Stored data
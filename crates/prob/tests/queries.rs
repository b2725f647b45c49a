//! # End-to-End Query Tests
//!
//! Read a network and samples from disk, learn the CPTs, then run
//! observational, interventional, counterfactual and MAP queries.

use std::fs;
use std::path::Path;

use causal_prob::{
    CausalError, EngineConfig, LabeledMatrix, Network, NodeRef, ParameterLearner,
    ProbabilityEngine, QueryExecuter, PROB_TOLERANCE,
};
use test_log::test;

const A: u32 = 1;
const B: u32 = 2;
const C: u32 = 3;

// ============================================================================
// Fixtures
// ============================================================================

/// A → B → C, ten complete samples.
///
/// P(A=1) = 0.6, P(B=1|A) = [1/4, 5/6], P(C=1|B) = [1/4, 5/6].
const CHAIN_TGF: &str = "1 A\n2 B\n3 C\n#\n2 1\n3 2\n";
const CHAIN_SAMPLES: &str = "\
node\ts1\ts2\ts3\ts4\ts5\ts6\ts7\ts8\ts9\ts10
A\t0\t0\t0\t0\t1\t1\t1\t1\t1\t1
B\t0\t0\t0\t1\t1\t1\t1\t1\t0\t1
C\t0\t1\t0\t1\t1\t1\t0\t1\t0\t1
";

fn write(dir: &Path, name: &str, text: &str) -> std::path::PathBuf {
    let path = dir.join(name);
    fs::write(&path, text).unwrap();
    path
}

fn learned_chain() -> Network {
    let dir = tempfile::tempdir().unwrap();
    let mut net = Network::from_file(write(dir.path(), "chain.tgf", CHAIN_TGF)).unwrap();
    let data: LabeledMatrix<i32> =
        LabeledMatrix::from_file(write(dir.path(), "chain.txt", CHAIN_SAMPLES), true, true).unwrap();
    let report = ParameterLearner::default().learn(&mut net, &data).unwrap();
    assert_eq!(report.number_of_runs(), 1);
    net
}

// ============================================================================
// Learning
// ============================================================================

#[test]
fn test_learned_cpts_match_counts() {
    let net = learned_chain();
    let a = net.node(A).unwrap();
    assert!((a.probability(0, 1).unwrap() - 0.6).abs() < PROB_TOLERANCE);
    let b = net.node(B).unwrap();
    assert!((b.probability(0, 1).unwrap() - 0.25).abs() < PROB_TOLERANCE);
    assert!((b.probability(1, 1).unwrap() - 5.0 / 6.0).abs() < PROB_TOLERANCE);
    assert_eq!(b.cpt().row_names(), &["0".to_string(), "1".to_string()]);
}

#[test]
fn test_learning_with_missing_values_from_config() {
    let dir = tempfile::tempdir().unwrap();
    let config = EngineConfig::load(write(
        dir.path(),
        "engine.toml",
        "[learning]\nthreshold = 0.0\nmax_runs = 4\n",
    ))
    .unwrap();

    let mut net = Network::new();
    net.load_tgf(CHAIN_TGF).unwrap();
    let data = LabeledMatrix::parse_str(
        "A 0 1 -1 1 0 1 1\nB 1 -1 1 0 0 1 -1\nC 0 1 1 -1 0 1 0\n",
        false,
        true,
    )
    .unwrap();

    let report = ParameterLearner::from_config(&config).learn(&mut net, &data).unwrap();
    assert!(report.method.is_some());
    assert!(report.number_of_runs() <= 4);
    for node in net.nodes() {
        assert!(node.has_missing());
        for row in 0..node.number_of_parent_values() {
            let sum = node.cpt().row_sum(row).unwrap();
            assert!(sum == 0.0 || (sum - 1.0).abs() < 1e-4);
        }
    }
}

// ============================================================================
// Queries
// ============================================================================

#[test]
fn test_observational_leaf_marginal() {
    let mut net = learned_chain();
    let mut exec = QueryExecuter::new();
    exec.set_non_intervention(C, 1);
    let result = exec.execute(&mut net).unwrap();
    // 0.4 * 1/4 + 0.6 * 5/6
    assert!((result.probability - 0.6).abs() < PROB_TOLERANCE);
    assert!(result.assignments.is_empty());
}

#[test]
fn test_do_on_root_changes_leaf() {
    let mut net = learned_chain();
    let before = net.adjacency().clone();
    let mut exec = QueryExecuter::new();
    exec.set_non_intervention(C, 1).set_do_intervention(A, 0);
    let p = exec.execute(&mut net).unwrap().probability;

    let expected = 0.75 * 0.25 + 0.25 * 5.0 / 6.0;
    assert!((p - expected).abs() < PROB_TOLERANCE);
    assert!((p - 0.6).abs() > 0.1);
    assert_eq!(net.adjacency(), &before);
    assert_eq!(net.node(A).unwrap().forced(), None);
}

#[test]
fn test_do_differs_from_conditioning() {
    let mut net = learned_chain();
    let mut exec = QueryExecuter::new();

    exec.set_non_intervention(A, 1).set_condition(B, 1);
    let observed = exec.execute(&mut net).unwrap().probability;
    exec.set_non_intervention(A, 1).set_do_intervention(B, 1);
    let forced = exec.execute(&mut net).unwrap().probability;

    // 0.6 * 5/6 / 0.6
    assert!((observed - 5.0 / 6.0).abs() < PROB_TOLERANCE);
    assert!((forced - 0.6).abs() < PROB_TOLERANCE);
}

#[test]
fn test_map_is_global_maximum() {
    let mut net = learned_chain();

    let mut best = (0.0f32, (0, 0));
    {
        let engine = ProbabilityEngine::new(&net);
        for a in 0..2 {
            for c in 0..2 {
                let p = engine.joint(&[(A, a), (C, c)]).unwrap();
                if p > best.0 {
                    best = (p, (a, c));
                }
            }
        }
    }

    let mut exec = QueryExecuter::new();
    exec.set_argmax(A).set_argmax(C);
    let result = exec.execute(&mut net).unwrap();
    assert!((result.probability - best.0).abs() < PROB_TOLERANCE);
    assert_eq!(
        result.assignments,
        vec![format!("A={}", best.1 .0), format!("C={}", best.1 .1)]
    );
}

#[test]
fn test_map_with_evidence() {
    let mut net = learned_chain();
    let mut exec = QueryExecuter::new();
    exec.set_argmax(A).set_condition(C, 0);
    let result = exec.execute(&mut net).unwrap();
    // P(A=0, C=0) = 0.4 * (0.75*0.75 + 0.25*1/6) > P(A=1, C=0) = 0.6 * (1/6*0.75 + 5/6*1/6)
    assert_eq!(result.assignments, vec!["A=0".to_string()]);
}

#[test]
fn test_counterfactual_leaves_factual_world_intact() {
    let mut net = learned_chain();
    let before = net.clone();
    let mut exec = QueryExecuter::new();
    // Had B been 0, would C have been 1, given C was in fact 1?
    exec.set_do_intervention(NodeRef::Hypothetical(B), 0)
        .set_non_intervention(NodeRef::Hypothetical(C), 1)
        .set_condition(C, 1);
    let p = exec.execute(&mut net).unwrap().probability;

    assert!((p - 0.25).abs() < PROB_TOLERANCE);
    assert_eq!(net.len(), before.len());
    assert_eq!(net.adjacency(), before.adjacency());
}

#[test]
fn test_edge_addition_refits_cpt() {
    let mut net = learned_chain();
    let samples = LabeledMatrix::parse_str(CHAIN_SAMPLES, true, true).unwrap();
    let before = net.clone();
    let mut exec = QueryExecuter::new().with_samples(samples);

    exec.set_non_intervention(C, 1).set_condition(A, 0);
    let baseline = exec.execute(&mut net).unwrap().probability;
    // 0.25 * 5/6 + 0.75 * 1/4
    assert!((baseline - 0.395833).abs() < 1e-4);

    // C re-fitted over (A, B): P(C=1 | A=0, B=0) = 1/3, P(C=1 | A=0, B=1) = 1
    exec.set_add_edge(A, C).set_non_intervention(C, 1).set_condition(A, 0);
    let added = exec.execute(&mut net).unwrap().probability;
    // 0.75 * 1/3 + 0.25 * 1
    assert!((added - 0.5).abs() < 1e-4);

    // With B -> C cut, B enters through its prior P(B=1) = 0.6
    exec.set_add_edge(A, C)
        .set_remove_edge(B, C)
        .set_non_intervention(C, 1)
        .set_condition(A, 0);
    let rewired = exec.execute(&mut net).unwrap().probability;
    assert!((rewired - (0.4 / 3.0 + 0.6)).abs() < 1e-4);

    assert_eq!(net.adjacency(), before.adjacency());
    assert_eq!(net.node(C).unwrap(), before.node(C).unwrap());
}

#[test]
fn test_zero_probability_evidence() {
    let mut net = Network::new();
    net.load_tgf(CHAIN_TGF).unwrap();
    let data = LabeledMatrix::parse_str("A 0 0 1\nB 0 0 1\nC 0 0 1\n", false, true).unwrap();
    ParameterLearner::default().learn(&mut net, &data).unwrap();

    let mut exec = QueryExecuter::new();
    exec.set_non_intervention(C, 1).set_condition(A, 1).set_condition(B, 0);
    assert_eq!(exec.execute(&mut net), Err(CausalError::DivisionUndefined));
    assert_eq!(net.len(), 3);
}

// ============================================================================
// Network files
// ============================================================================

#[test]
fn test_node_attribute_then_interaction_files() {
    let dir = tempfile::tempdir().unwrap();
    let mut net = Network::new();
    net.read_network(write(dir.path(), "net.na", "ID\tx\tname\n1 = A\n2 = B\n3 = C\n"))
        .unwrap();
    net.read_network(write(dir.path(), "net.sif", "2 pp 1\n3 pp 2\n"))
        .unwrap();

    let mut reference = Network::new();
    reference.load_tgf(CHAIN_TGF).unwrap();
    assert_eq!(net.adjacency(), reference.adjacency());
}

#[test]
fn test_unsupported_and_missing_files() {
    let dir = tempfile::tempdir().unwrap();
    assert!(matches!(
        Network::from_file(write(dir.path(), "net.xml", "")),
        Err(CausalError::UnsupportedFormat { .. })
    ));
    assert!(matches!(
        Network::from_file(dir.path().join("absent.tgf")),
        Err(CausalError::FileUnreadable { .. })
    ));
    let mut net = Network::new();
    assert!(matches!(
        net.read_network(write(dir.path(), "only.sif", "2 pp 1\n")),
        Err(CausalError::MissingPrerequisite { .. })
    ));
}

...

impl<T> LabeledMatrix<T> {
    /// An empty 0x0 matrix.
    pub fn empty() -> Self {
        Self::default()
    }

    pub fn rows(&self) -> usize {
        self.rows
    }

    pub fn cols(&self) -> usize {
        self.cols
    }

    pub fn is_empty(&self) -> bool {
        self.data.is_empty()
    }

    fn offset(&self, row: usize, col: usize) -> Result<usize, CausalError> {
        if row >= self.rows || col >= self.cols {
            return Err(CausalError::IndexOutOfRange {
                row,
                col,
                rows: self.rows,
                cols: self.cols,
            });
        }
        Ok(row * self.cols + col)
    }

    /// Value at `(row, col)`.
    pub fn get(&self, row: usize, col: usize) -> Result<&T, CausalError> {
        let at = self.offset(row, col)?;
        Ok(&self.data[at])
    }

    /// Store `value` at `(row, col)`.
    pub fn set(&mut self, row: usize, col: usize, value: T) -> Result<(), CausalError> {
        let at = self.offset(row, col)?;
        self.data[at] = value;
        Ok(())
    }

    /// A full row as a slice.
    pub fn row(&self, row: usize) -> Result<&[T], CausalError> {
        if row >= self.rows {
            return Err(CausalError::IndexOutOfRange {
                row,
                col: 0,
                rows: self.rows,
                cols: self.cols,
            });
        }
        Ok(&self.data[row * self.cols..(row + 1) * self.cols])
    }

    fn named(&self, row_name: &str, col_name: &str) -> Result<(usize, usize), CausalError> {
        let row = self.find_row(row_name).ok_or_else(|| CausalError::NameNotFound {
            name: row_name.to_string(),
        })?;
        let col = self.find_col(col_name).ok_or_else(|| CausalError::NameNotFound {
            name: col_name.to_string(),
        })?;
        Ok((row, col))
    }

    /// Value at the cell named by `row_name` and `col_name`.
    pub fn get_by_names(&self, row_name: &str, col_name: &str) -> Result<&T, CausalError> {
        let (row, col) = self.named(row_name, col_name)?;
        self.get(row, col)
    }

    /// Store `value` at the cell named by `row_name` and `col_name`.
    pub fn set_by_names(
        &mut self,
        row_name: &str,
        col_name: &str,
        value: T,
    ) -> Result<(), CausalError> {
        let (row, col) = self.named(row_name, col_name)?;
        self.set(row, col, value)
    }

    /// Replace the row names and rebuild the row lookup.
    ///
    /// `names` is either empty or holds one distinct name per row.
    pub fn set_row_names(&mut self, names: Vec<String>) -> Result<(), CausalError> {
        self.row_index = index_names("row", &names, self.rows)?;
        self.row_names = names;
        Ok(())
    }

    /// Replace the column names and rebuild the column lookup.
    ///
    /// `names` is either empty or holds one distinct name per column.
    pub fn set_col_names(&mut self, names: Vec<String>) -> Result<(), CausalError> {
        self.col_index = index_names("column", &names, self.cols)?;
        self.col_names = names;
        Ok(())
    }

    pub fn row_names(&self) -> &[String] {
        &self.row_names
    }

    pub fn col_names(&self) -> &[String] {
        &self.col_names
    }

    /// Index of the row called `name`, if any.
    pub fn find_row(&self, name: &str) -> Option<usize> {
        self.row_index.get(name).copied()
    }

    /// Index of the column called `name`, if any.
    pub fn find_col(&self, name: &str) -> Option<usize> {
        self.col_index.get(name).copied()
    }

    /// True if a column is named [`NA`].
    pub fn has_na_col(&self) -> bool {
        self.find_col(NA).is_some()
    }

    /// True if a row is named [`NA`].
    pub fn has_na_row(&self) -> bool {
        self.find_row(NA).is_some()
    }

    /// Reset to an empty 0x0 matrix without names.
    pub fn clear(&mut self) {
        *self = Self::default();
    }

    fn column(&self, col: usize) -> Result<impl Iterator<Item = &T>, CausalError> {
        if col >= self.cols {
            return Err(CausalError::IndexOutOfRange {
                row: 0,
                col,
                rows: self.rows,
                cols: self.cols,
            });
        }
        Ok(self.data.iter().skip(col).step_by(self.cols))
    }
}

WHAT IS BEING ASKED - All lines above containing the string "ProbabilityEngine": copy each one.

ANSWER SPACE -
    ProbabilityEngine, QueryExecuter, PROB_TOLERANCE,
        let engine = ProbabilityEngine::new(&net);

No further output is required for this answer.